Optionally, the current time is displayed on the reference canvas.

It should be noted that: in the display device for vehicle behavior provided in the above embodiment, when displaying the vehicle behavior, only the division of the above functional modules is taken as an example, and in practical applications, the above function distribution may be completed by different functional modules according to needs, that is, the internal structure of the device is divided into different functional modules, so as to complete all or part of the above described functions. In addition, the display device of the vehicle running condition provided by the embodiment and the display method embodiment of the vehicle running condition belong to the same concept, and the specific implementation process is detailed in the method embodiment and is not described again.

Fig. 19 is a block diagram of a terminal 1900 according to an embodiment of the present application. The terminal 1900 may be: a smart phone, a tablet computer, an MP3 player (Moving Picture Experts Group Audio Layer III, motion video Experts compression standard Audio Layer 3), an MP4 player (Moving Picture Experts Group Audio Layer IV, motion video Experts compression standard Audio Layer 4), a notebook computer, or a desktop computer. Terminal 1900 may also be referred to by other names such as user equipment, portable terminal, laptop terminal, desktop terminal, and so on.

Generally, terminal 1900 includes: a processor 1901 and a memory 1902.

The processor 1901 may include one or more processing cores, such as a 4-core processor, an 8-core processor, and so forth. The processor 1901 may be implemented in at least one hardware form of a DSP (Digital Signal Processing), an FPGA (Field-Programmable Gate Array), and a PLA (Programmable Logic Array). The processor 1901 may also include a main processor and a coprocessor, where the main processor is a processor for Processing data in an awake state, and is also called a Central Processing Unit (CPU); a coprocessor is a low power processor for processing data in a standby state. In some embodiments, the processor 1901 may be integrated with a GPU (Graphics Processing Unit), which is responsible for rendering and drawing the content required to be displayed by the display screen. In some embodiments, the processor 1901 may further include an AI (Artificial Intelligence) processor for processing computing operations related to machine learning.

The memory 1902 may include one or more computer-readable storage media, which may be non-transitory. The memory 1902 may also include high-speed random access memory, as well as non-volatile memory, such as one or more magnetic disk storage devices, flash memory storage devices. In some embodiments, a non-transitory computer readable storage medium in memory 1902 is used to store at least one instruction for execution by processor 1901 to implement a method of displaying vehicle behavior as provided by method embodiments herein.

In some embodiments, terminal 1900 may further optionally include: a peripheral interface 1903 and at least one peripheral. The processor 1901, memory 1902, and peripheral interface 1903 may be connected by bus or signal lines. Various peripheral devices may be connected to peripheral interface 1903 via a bus, signal line, or circuit board.

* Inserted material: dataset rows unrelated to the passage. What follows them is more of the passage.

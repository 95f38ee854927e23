// SPDX-License-Identifier: MIT OR Apache-2.0
//! A single animated property's keyframe store.

use crate::keyframe::{Keyframe, KeyframeId, KeyframeValue};
use frameshift_core::{same_time, RetimeError, Time};
use serde::{Deserialize, Serialize};
use uuid::Uuid;

/// Unique identifier for a track
#[derive(Debug, Clone, Copy, PartialEq, Eq, Hash, Serialize, Deserialize)]
pub struct TrackId(pub Uuid);

impl TrackId {
    /// Create a new random track ID
    pub fn new() -> Self {
        Self(Uuid::new_v4())
    }
}

impl Default for TrackId {
    fn default() -> Self {
        Self::new()
    }
}

/// Keyframes of one animated property, kept sorted with unique times.
#[derive(Debug, Clone, Serialize, Deserialize)]
pub struct Track {
    /// Unique track ID
    pub id: TrackId,
    /// Track name (property path, e.g. "camera.tx")
    pub name: String,
    /// Keyframes, sorted by time
    keyframes: Vec<Keyframe>,
    /// Locked tracks refuse all keyframe edits
    pub locked: bool,
}

impl Track {
    /// Create a new empty track
    pub fn new(name: impl Into<String>) -> Self {
        Self {
            id: TrackId::new(),
            name: name.into(),
            keyframes: Vec::new(),
            locked: false,
        }
    }

    /// Insert a keyframe at `time`, or replace the value of an existing
    /// key there. Returns the ID of the key now occupying `time`.
    pub fn set_key(&mut self, time: Time, value: KeyframeValue) -> KeyframeId {
        if let Some(existing) = self.keyframes.iter_mut().find(|k| same_time(k.time, time)) {
            existing.value = value;
            return existing.id;
        }
        let keyframe = Keyframe::new(time, value);
        let id = keyframe.id;
        self.keyframes.push(keyframe);
        self.sort_keyframes();
        id
    }

    /// Remove the keyframe at `time`, returning it if one was there
    pub fn remove_key(&mut self, time: Time) -> Option<Keyframe> {
        let index = self.keyframes.iter().position(|k| same_time(k.time, time))?;
        Some(self.keyframes.remove(index))
    }

    fn sort_keyframes(&mut self) {
        self.keyframes
            .sort_by(|a, b| a.time.partial_cmp(&b.time).unwrap());
    }

    /// Time of the first keyframe
    pub fn first_key(&self) -> Option<Time> {
        self.keyframes.first().map(|k| k.time)
    }

    /// Time of the last keyframe
    pub fn last_key(&self) -> Option<Time> {
        self.keyframes.last().map(|k| k.time)
    }

    /// Time of the nearest keyframe strictly after `t`
    pub fn next_key(&self, t: Time) -> Option<Time> {
        self.keyframes
            .iter()
            .map(|k| k.time)
            .find(|&kt| kt > t && !same_time(kt, t))
    }

    /// Time of the nearest keyframe strictly before `t`
    pub fn previous_key(&self, t: Time) -> Option<Time> {
        self.keyframes
            .iter()
            .map(|k| k.time)
            .rev()
            .find(|&kt| kt < t && !same_time(kt, t))
    }

    /// The keyframe at `t`, if one exists there
    pub fn key_at(&self, t: Time) -> Option<&Keyframe> {
        self.keyframes.iter().find(|k| same_time(k.time, t))
    }

    /// Relocate the keyframe at `from` to `to`.
    ///
    /// Rejected when the track is locked, no key sits at `from`, or
    /// another key already occupies `to`.
    pub fn move_key(&mut self, from: Time, to: Time) -> Result<(), RetimeError> {
        if self.locked {
            tracing::warn!(track = %self.name, "move rejected on locked track");
            return Err(RetimeError::MoveRejected { from, to });
        }
        if self
            .keyframes
            .iter()
            .any(|k| same_time(k.time, to) && !same_time(k.time, from))
        {
            return Err(RetimeError::MoveRejected { from, to });
        }
        let Some(keyframe) = self.keyframes.iter_mut().find(|k| same_time(k.time, from)) else {
            return Err(RetimeError::MoveRejected { from, to });
        };
        keyframe.time = to;
        self.sort_keyframes();
        Ok(())
    }

    /// All keyframes, in time order
    pub fn keyframes(&self) -> &[Keyframe] {
        &self.keyframes
    }

    /// Keyframe times, in order (handy for assertions and diffing)
    pub fn key_times(&self) -> Vec<Time> {
        self.keyframes.iter().map(|k| k.time).collect()
    }

    /// Number of keyframes on the track
    pub fn key_count(&self) -> usize {
        self.keyframes.len()
    }
}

Specifically, the peripheral device includes: at least one of a radio frequency circuit 1904, a display screen 1905, a camera assembly 1906, an audio circuit 1907, a positioning assembly 1908, and a power supply 1909.

The peripheral interface 1903 may be used to connect at least one peripheral associated with an I/O (Input/Output) to the processor 1901 and the memory 1902. In some embodiments, the processor 1901, memory 1902, and peripherals interface 1903 are integrated on the same chip or circuit board; in some other embodiments, any one or two of the processor 1901, the memory 1902, and the peripheral interface 1903 may be implemented on separate chips or circuit boards, which is not limited in this embodiment.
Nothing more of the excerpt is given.